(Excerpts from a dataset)
☆ ☆ ☆ ☆ ☆ ☆ ☆

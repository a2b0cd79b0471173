// SPDX-License-Identifier: MIT
// Copyright (c) 2026 ADNT Sarl <info@adnt.io>

//! Page frames and the builder that cuts an image into them.
//!
//! A frame is the unit the bootloader acknowledges:
//! - 1 byte page number (wraps at 256)
//! - `PAGE_SIZE` bytes of data, padded with `0xFF`
//! - CRC-16 of the preceding bytes, LSB first

use core::fmt;

use crate::crc::crc16;
use crate::protocol::{CRC_OFFSET, FRAME_SIZE, PAD_BYTE, PAGE_NUMBER_LEN, PAGE_SIZE};

/// One page wrapped for transmission.
#[derive(Clone, Copy, PartialEq, Eq)]
pub struct Frame {
    bytes: [u8; FRAME_SIZE],
}

impl Frame {
    /// Wrap `chunk` (at most `PAGE_SIZE` bytes) as page `page`.
    ///
    /// Panics if `chunk` is longer than a page.
    pub fn new(page: u8, chunk: &[u8]) -> Self {
        assert!(chunk.len() <= PAGE_SIZE, "chunk exceeds page size");

        let mut bytes = [PAD_BYTE; FRAME_SIZE];
        bytes[0] = page;
        bytes[PAGE_NUMBER_LEN..PAGE_NUMBER_LEN + chunk.len()].copy_from_slice(chunk);

        let crc = crc16(&bytes[..CRC_OFFSET]);
        bytes[CRC_OFFSET..].copy_from_slice(&crc.to_le_bytes());

        Self { bytes }
    }

    /// The page that makes the bootloader leave programming mode.
    ///
    /// Every byte is `0xFF`, including the CRC positions.
    pub const fn final_page() -> Self {
        Self {
            bytes: [0xFF; FRAME_SIZE],
        }
    }

    pub fn page(&self) -> u8 {
        self.bytes[0]
    }

    pub fn data(&self) -> &[u8] {
        &self.bytes[PAGE_NUMBER_LEN..CRC_OFFSET]
    }

    /// CRC as carried in the frame tail.
    pub fn crc(&self) -> u16 {
        u16::from_le_bytes([self.bytes[CRC_OFFSET], self.bytes[CRC_OFFSET + 1]])
    }

    /// Whether the tail matches the CRC of the header and data.
    pub fn is_intact(&self) -> bool {
        crc16(&self.bytes[..CRC_OFFSET]) == self.crc()
    }

    pub fn as_bytes(&self) -> &[u8; FRAME_SIZE] {
        &self.bytes
    }
}

impl AsRef<[u8]> for Frame {
    fn as_ref(&self) -> &[u8] {
        &self.bytes
    }
}

impl fmt::Debug for Frame {
    fn fmt(&self, f: &mut fmt::Formatter<'_>) -> fmt::Result {
        f.debug_struct("Frame")
            .field("page", &self.page())
            .field("crc", &format_args!("0x{:04x}", self.crc()))
            .finish()
    }
}

/// Hex dump: page number, data and CRC separated by single spaces.
impl fmt::Display for Frame {
    fn fmt(&self, f: &mut fmt::Formatter<'_>) -> fmt::Result {
        for (i, byte) in self.bytes.iter().enumerate() {
            if i == PAGE_NUMBER_LEN || i == CRC_OFFSET {
                f.write_str(" ")?;
            }
            write!(f, "{:02x}", byte)?;
        }
        Ok(())
    }
}

/// Numbers pages and wraps them into frames.
#[derive(Debug, Default)]
pub struct FrameBuilder {
    next_page: u8,
}

impl FrameBuilder {
    pub fn new() -> Self {
        Self::default()
    }

    /// Start numbering at `page` instead of 0.
    pub fn starting_at(page: u8) -> Self {
        Self { next_page: page }
    }

    /// Page number the next frame will carry.
    pub fn next_page(&self) -> u8 {
        self.next_page
    }

    /// Frame `chunk` under the next page number.
    pub fn build(&mut self, chunk: &[u8]) -> Frame {
        let frame = Frame::new(self.next_page, chunk);
        self.next_page = self.next_page.wrapping_add(1);
        frame
    }

    /// Read up to one page from `source` and frame it.
    ///
    /// Returns the frame with the number of bytes consumed, or `None` once
    /// the source is exhausted. A short final page is padded with `0xFF`.
    #[cfg(feature = "std")]
    pub fn next_frame<R: std::io::Read>(
        &mut self,
        mut source: R,
    ) -> std::io::Result<Option<(Frame, usize)>> {
        let mut page = [0u8; PAGE_SIZE];
        let mut filled = 0;

        while filled < PAGE_SIZE {
            match source.read(&mut page[filled..]) {
                Ok(0) => break,
                Ok(n) => filled += n,
                Err(e) if e.kind() == std::io::ErrorKind::Interrupted => continue,
                Err(e) => return Err(e),
            }
        }

        if filled == 0 {
            return Ok(None);
        }

        Ok(Some((self.build(&page[..filled]), filled)))
    }
}

#[cfg(test)]
mod tests {
    use super::*;

    #[test]
    fn test_new_pads_short_chunk() {
        let frame = Frame::new(3, &[0x11, 0x22]);
        assert_eq!(frame.page(), 3);
        assert_eq!(&frame.data()[..2], &[0x11, 0x22]);
        assert!(frame.data()[2..].iter().all(|&b| b == PAD_BYTE));
    }

    #[test]
    fn test_crc_is_little_endian_tail() {
        let frame = Frame::new(0, &[0x01]);
        let expected = crc16(&frame.as_bytes()[..CRC_OFFSET]);
        assert_eq!(frame.as_bytes()[CRC_OFFSET], expected as u8);
        assert_eq!(frame.as_bytes()[CRC_OFFSET + 1], (expected >> 8) as u8);
    }

    #[test]
    #[should_panic(expected = "chunk exceeds page size")]
    fn test_new_rejects_oversized_chunk() {
        let _ = Frame::new(0, &[0u8; PAGE_SIZE + 1]);
    }

    #[test]
    fn test_final_page_is_all_ff() {
        let frame = Frame::final_page();
        assert!(frame.as_bytes().iter().all(|&b| b == 0xFF));
        assert_eq!(frame.page(), 0xFF);
        assert_eq!(frame.crc(), 0xFFFF);
    }
}
// SPDX-License-Identifier: MIT
// Copyright (c) 2026 ADNT Sarl <info@adnt.io>

//! Host side of the ASURO IR bootloader protocol.
//!
//! The link is abstracted behind [`transport::Link`] so the handshake and
//! page transfer logic can run against real serial ports or in-memory fakes.

pub mod cli;
pub mod config;
pub mod handshake;
pub mod session;
pub mod transfer;
pub mod transport;

pub use config::Timing;
pub use handshake::{connect, ConnectError};
pub use session::SessionError;
pub use transfer::{send_frame, TransferOutcome};
pub use transport::{Link, LinkError, SerialLink};
// SPDX-License-Identifier: MIT
// Copyright (c) 2026 ADNT Sarl <info@adnt.io>

//! Classification of the bootloader's per-page answer.
//!
//! The bootloader answers each frame with a two-letter code. Only the last
//! two bytes received after a send are significant; anything before them
//! (echoes, line noise) is ignored.

use heapless::HistoryBuffer;

use crate::protocol::{RESPONSE_CHECKSUM, RESPONSE_MEMORY, RESPONSE_OK};

/// Two-letter answer to a page frame.
#[derive(Debug, Clone, Copy, PartialEq, Eq)]
pub enum ResponseCode {
    /// `"OK"`: page programmed.
    Ok,
    /// `"CK"`: frame CRC did not match.
    ChecksumError,
    /// `"ER"`: writing program memory failed.
    MemoryError,
}

impl ResponseCode {
    pub fn from_tail(tail: [u8; 2]) -> Option<Self> {
        match tail {
            RESPONSE_OK => Some(Self::Ok),
            RESPONSE_CHECKSUM => Some(Self::ChecksumError),
            RESPONSE_MEMORY => Some(Self::MemoryError),
            _ => None,
        }
    }
}

/// Last two bytes seen on the link.
pub struct ResponseTail {
    recent: HistoryBuffer<u8, 2>,
}

impl Default for ResponseTail {
    fn default() -> Self {
        Self::new()
    }
}

impl ResponseTail {
    pub fn new() -> Self {
        Self {
            recent: HistoryBuffer::new(),
        }
    }

    pub fn push(&mut self, byte: u8) {
        self.recent.write(byte);
    }

    /// The two most recent bytes, oldest first, once at least two arrived.
    pub fn tail(&self) -> Option<[u8; 2]> {
        let mut bytes = self.recent.oldest_ordered();
        match (bytes.next(), bytes.next()) {
            (Some(&first), Some(&second)) => Some([first, second]),
            _ => None,
        }
    }

    /// `None` means nothing recognisable arrived.
    pub fn classify(&self) -> Option<ResponseCode> {
        self.tail().and_then(ResponseCode::from_tail)
    }
}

☆ ☆ ☆ ☆ ☆ ☆ ☆

## Work order:
A line counts if it holds the word "filled". How many lines of the entries count? Give the number only.

## The completed task:
6